Most framing doesn’t happen explicitly and
consciously. Goffman’s explanation is a bit complicated, so let me say it in my
own words: As soon as someone recognizes a situation, he or she automatically
applies a framework or schema of interpretation. Since everyone has gone
through a shorter or longer period of education and internalization, initially he
or she falls back on the concepts and standard interpretations typical for his
or her culture when interpreting an event or situation. Goffman talks here of
“primary frameworks”. So if we see someone taking a book from a shelf in a
certain type of building and giving a sheet of paper to another person, we
automatically apply the framework “buying a book” (p. 21; the example is mine).
Primary frameworks can be of two kinds, so Goffman:
natural and social. Again I want to use my own words. A framework is “natural”
– not to confuse it with the term “natural frame” as I used it in my blog last
week – if it is purely physical and if its meaning does not depend on the
willful agency and intentionality of other people. On the other hand it is
“social”, if it gets its meaning from the wills, aims and intentions of others.
So a certain object is for us just a round thin piece of copper if considered
in the natural way or a five-cent piece if interpreted within a social
framework. (cf. pp. 21-22) Dealing
with objects within a natural frame requires instrumental action, while within
a social frame it involves rule-guided action.

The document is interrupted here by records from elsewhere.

//! Batch input: the catalog entries to search for.
//!
//! ```toml
//! [[jobs]]
//! code = "NX-003-G"
//! name = "NexGard Spectra Cão Grande CX 3 Comprimidos"
//! brand = "NexGard"
//! category = "Antipulgas"
//!
//! [[jobs]]
//! code = "GD-015"
//! name = "Ração Golden Special Frango Filhote 15kg"
//! term = "golden special filhote"   # overrides the derived search term
//! ```

use anyhow::{bail, Context, Result};
use once_cell::sync::Lazy;
use regex::Regex;
use serde::Deserialize;
use std::collections::HashSet;
use std::path::Path;

use crate::models::SearchJob;

static PUNCTUATION: Lazy<Regex> =
    Lazy::new(|| Regex::new(r"[^\w\s]").expect("valid punctuation pattern"));

#[derive(Debug, Deserialize)]
struct JobsFile {
    #[serde(default)]
    jobs: Vec<JobEntry>,
}

#[derive(Debug, Deserialize)]
struct JobEntry {
    code: String,
    name: String,
    #[serde(default)]
    term: Option<String>,
    #[serde(default)]
    brand: Option<String>,
    #[serde(default)]
    category: Option<String>,
}

/// Search term for a catalog name: punctuation becomes spaces and whitespace
/// is collapsed.
pub fn search_term(name: &str) -> String {
    PUNCTUATION
        .replace_all(name, " ")
        .split_whitespace()
        .collect::<Vec<_>>()
        .join(" ")
}

pub fn load_jobs(path: &Path) -> Result<Vec<SearchJob>> {
    let content = std::fs::read_to_string(path)
        .with_context(|| format!("Failed to read jobs file: {}", path.display()))?;
    parse_jobs(&content).with_context(|| format!("Invalid jobs file: {}", path.display()))
}

pub fn parse_jobs(content: &str) -> Result<Vec<SearchJob>> {
    let file: JobsFile = toml::from_str(content)?;

    let mut seen = HashSet::new();
    let mut jobs = Vec::with_capacity(file.jobs.len());
    for (i, entry) in file.jobs.into_iter().enumerate() {
        let code = entry.code.trim().to_string();
        if code.is_empty() {
            bail!("jobs[{}]: code must not be empty", i);
        }
        if !seen.insert(code.clone()) {
            bail!("jobs[{}]: duplicate code '{}'", i, code);
        }
        let term = match entry.term {
            Some(term) => search_term(&term),
            None => search_term(&entry.name),
        };
        if term.is_empty() {
            bail!("jobs[{}] ({}): empty search term", i, code);
        }
        jobs.push(SearchJob {
            code,
            term,
            brand: entry.brand.filter(|b| !b.trim().is_empty()),
            category: entry.category.filter(|c| !c.trim().is_empty()),
        });
    }
    Ok(jobs)
}

#[cfg(test)]
mod tests {
    use super::*;

    #[test]
    fn term_strips_punctuation() {
        assert_eq!(
            search_term("Ração Golden (Special) - Frango, 15kg!"),
            "Ração Golden Special Frango 15kg"
        );
        assert_eq!(search_term("Simparic 10,1-20kg"), "Simparic 10 1 20kg");
    }

    #[test]
    fn parses_jobs_in_order() {
        let jobs = parse_jobs(
            r#"
[[jobs]]
code = "NX-003-G"
name = "NexGard Spectra Cão Grande CX 3 Comprimidos"
brand = "NexGard"
category = "Antipulgas"

[[jobs]]
code = "GD-015"
name = "Ração Golden Special Frango Filhote 15kg"
term = "golden special: filhote"
brand = ""
"#,
        )
        .unwrap();
        assert_eq!(jobs.len(), 2);
        assert_eq!(jobs[0].term, "NexGard Spectra Cão Grande CX 3 Comprimidos");
        assert_eq!(jobs[0].brand.as_deref(), Some("NexGard"));
        assert_eq!(jobs[1].term, "golden special filhote");
        assert_eq!(jobs[1].brand, None);
    }

    #[test]
    fn rejects_duplicate_codes() {
        let err = parse_jobs(
            "[[jobs]]\ncode = \"A\"\nname = \"x\"\n[[jobs]]\ncode = \"A\"\nname = \"y\"\n",
        )
        .unwrap_err();
        assert!(err.to_string().contains("duplicate"));
    }

    #[test]
    fn rejects_name_without_words() {
        assert!(parse_jobs("[[jobs]]\ncode = \"A\"\nname = \"--\"\n").is_err());
    }

    #[test]
    fn empty_file_has_no_jobs() {
        assert!(parse_jobs("").unwrap().is_empty());
    }
}
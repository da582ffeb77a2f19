//! Persistence abstraction for canonical products and their prices.
//!
//! The [`ProductStore`] trait is everything the merge coordinator and the
//! dedup sweep need from a backend. Two implementations ship with the crate:
//!
//! - [`SqliteProductStore`]: the production store, backed by `sqlx`.
//! - [`InMemoryProductStore`]: maps behind a lock, for tests and dry runs.
//!
//! Implementations must keep at most one price row per `(product_id, store)`.

pub mod memory;
pub mod sqlite;

use async_trait::async_trait;
use chrono::{DateTime, Utc};
use rust_decimal::Decimal;
use serde::Serialize;

use crate::error::StoreError;
use crate::models::{CanonicalProduct, NewProduct, PriceRecord};

pub use memory::InMemoryProductStore;
pub use sqlite::SqliteProductStore;

/// Outcome of [`ProductStore::reparent_prices`].
#[derive(Debug, Clone, Copy, Default, PartialEq, Eq, Serialize)]
pub struct ReparentReport {
    /// Rows now owned by the target product.
    pub moved: u64,
    /// Rows discarded because the target (or a fresher duplicate) already
    /// had a price for the same store.
    pub dropped: u64,
}

/// Abstract product/price backend.
///
/// # Operations
///
/// | Method | Purpose |
/// |--------|---------|
/// | [`find_by_name_like`](ProductStore::find_by_name_like) | Substring lookup, oldest first |
/// | [`get`](ProductStore::get) | Lookup by id |
/// | [`create`](ProductStore::create) | Insert a product, assigning its id |
/// | [`update_image`](ProductStore::update_image) | Set the image URL |
/// | [`upsert_price`](ProductStore::upsert_price) | Insert or replace the `(product, store)` price |
/// | [`reparent_prices`](ProductStore::reparent_prices) | Move prices between products |
/// | [`delete`](ProductStore::delete) | Remove products without prices |
/// | [`list_products`](ProductStore::list_products) | All products, by id |
/// | [`prices_for`](ProductStore::prices_for) | Prices of one product, by store |
#[async_trait]
pub trait ProductStore: Send + Sync {
    /// Products whose name contains `pattern`, ignoring ASCII case, ordered
    /// by ascending id. `%` and `_` in the pattern are literal.
    async fn find_by_name_like(&self, pattern: &str) -> Result<Vec<CanonicalProduct>, StoreError>;

    async fn get(&self, id: i64) -> Result<CanonicalProduct, StoreError>;

    async fn create(&self, product: &NewProduct) -> Result<CanonicalProduct, StoreError>;

    async fn update_image(&self, id: i64, url: &str) -> Result<(), StoreError>;

    /// Record the latest price of `product_id` in `store`, replacing any
    /// previous row for the pair. Fails with [`StoreError::Conflict`] when the
    /// product does not exist.
    async fn upsert_price(
        &self,
        product_id: i64,
        store: &str,
        price: Decimal,
        link: &str,
        at: DateTime<Utc>,
    ) -> Result<(), StoreError>;

    /// Move every price of `from_ids` onto `to_id`.
    ///
    /// A row whose store `to_id` already has is dropped. When several
    /// `from_ids` carry the same store, the most recently updated row is
    /// moved (lowest product id on ties) and the rest are dropped.
    async fn reparent_prices(&self, from_ids: &[i64], to_id: i64)
        -> Result<ReparentReport, StoreError>;

    /// Delete products. Fails with [`StoreError::Conflict`] if any of them
    /// still owns prices. Returns the number of products removed.
    async fn delete(&self, ids: &[i64]) -> Result<u64, StoreError>;

    async fn list_products(&self) -> Result<Vec<CanonicalProduct>, StoreError>;

    async fn prices_for(&self, product_id: i64) -> Result<Vec<PriceRecord>, StoreError>;
}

By applying frames we constitute what we see and
experience. Often frames are shared among individuals in the sense that they
apply more or less the same frames to the same situations or events. Then all
share an understanding of what it is that is going on and what everyone is
doing, and then the frame concerned is “effectively correct” (cf. p. 301). In this way shared frames
make that people stick together so to speak.